## Aim of the task
Among the entries below, please repeat exactly and only the lines from the line containing "and execution history." to the line containing "together; there are", both lines included.
(Data to examine begins)
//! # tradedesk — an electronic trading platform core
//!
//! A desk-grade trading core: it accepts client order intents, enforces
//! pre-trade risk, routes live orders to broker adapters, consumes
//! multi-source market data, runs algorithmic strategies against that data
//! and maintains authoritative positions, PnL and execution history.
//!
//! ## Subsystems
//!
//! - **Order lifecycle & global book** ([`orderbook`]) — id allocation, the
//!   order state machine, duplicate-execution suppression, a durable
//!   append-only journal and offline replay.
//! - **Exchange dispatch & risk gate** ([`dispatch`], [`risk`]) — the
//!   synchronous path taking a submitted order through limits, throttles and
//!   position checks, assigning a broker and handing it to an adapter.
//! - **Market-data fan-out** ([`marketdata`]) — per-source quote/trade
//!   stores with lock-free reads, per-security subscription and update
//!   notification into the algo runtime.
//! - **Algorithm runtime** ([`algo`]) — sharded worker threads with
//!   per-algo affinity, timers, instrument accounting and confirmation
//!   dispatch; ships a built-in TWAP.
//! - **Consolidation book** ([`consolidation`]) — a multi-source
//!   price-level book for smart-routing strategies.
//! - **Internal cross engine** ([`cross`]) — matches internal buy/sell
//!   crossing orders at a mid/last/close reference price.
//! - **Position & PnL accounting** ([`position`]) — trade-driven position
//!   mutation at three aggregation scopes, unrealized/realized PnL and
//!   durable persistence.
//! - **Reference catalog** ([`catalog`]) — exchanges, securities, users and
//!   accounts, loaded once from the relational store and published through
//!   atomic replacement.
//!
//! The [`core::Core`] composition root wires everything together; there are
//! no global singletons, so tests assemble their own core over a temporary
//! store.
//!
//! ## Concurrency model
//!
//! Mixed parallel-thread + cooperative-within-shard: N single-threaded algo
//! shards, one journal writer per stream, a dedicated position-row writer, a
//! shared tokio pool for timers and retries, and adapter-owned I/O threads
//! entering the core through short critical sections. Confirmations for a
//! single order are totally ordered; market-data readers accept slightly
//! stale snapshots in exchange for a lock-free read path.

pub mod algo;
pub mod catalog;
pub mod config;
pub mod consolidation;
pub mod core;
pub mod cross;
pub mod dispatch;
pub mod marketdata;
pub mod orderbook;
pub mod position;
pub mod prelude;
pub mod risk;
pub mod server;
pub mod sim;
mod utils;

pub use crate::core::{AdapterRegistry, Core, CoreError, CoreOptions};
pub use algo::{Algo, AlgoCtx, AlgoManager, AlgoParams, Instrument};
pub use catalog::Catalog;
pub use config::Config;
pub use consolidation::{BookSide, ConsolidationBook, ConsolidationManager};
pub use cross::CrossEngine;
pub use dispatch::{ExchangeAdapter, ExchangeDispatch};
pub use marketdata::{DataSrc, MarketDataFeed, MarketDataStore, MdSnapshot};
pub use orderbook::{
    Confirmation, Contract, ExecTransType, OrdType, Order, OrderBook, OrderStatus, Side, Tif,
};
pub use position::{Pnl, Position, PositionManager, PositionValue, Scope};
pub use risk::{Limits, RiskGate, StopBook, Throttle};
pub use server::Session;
(Data to examine ends)
## Written response
//! and maintains authoritative positions, PnL and execution history.
//!
//! ## Subsystems
//!
//! - **Order lifecycle & global book** ([`orderbook`]) — id allocation, the
//!   order state machine, duplicate-execution suppression, a durable
//!   append-only journal and offline replay.
//! - **Exchange dispatch & risk gate** ([`dispatch`], [`risk`]) — the
//!   synchronous path taking a submitted order through limits, throttles and
//!   position checks, assigning a broker and handing it to an adapter.
//! - **Market-data fan-out** ([`marketdata`]) — per-source quote/trade
//!   stores with lock-free reads, per-security subscription and update
//!   notification into the algo runtime.
//! - **Algorithm runtime** ([`algo`]) — sharded worker threads with
//!   per-algo affinity, timers, instrument accounting and confirmation
//!   dispatch; ships a built-in TWAP.
//! - **Consolidation book** ([`consolidation`]) — a multi-source
//!   price-level book for smart-routing strategies.
//! - **Internal cross engine** ([`cross`]) — matches internal buy/sell
//!   crossing orders at a mid/last/close reference price.
//! - **Position & PnL accounting** ([`position`]) — trade-driven position
//!   mutation at three aggregation scopes, unrealized/realized PnL and
//!   durable persistence.
//! - **Reference catalog** ([`catalog`]) — exchanges, securities, users and
//!   accounts, loaded once from the relational store and published through
//!   atomic replacement.
//!
//! The [`core::Core`] composition root wires everything together; there are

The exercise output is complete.